W wydarzeniu, które nie zapadnie przyjemnie zawodnikom oraz kibicom w pamięć, zwycięstwo odniosło Kinguin, które pokonało Na'vi 2:0 ( 16-11 mirage, mieli przewagę jednej mapy).
O Gaming Paradise mówią teraz wszyscy. To był chyba najdziwniejszy turniej od dłuższego czasu. Zaczęło się od ogromnych opóźnień, niezapłaconych hoteli, konfiskacji paszportów i chorób. Virtus.pro najzwyczajniej odpuściło sobie ten turniej i skupiło się na Dubaju.
Niemniej jednak, niektóre zespoły postanowiły dokończyć ten turniej i walczyć do końca.
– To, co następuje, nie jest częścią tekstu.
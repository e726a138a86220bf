//! Classification of a single upstream attempt.

use serde_json::Value;

/// Result of POSTing one request to one provider.
#[derive(Debug, Clone, PartialEq)]
pub enum AttemptOutcome {
    /// 2xx with a JSON object body that carries no `error` member.
    Success(Value),
    /// Timeout, connection failure, DNS failure, or a body that is not a
    /// JSON-RPC envelope.
    Transport { reason: String },
    /// Non-2xx status.
    Http { status: u16, reason: String },
    /// 2xx whose JSON-RPC envelope carries an `error` member.
    Application { error: Value },
}

impl AttemptOutcome {
    /// Classify a decoded 2xx body. Only an object can be a JSON-RPC
    /// envelope; arrays and scalars are malformed.
    pub fn from_body(body: Value) -> Self {
        let Some(envelope) = body.as_object() else {
            return AttemptOutcome::Transport {
                reason: format!("malformed response body: {}", body),
            };
        };

        match envelope.get("error") {
            Some(error) => AttemptOutcome::Application {
                error: error.clone(),
            },
            None => AttemptOutcome::Success(body),
        }
    }

    /// Static tag for logs and metric labels.
    pub fn kind(&self) -> &'static str {
        match self {
            AttemptOutcome::Success(_) => "success",
            AttemptOutcome::Transport { .. } => "transport",
            AttemptOutcome::Http { .. } => "http",
            AttemptOutcome::Application { .. } => "application",
        }
    }

    pub fn is_success(&self) -> bool {
        matches!(self, AttemptOutcome::Success(_))
    }
}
Półfinały zostały przekształcone do bo1, a finał do bo3, aby przyśpieszyć turniej, patrząc na to, że większość uczestników wyjeżdża następnego dnia do Dubaju.
Zwyciężcy turnieju – Team Kinguin.
Mapa finałowa de_mirage trwała aż do 3 godziny w nocy. Na szczęście dla Kinguin skończyła się ona dla nich 16:11 tym samym wygrywając turniej i kończąc tą parodię.
Zwyciężcy turnieju – Team Kinguin.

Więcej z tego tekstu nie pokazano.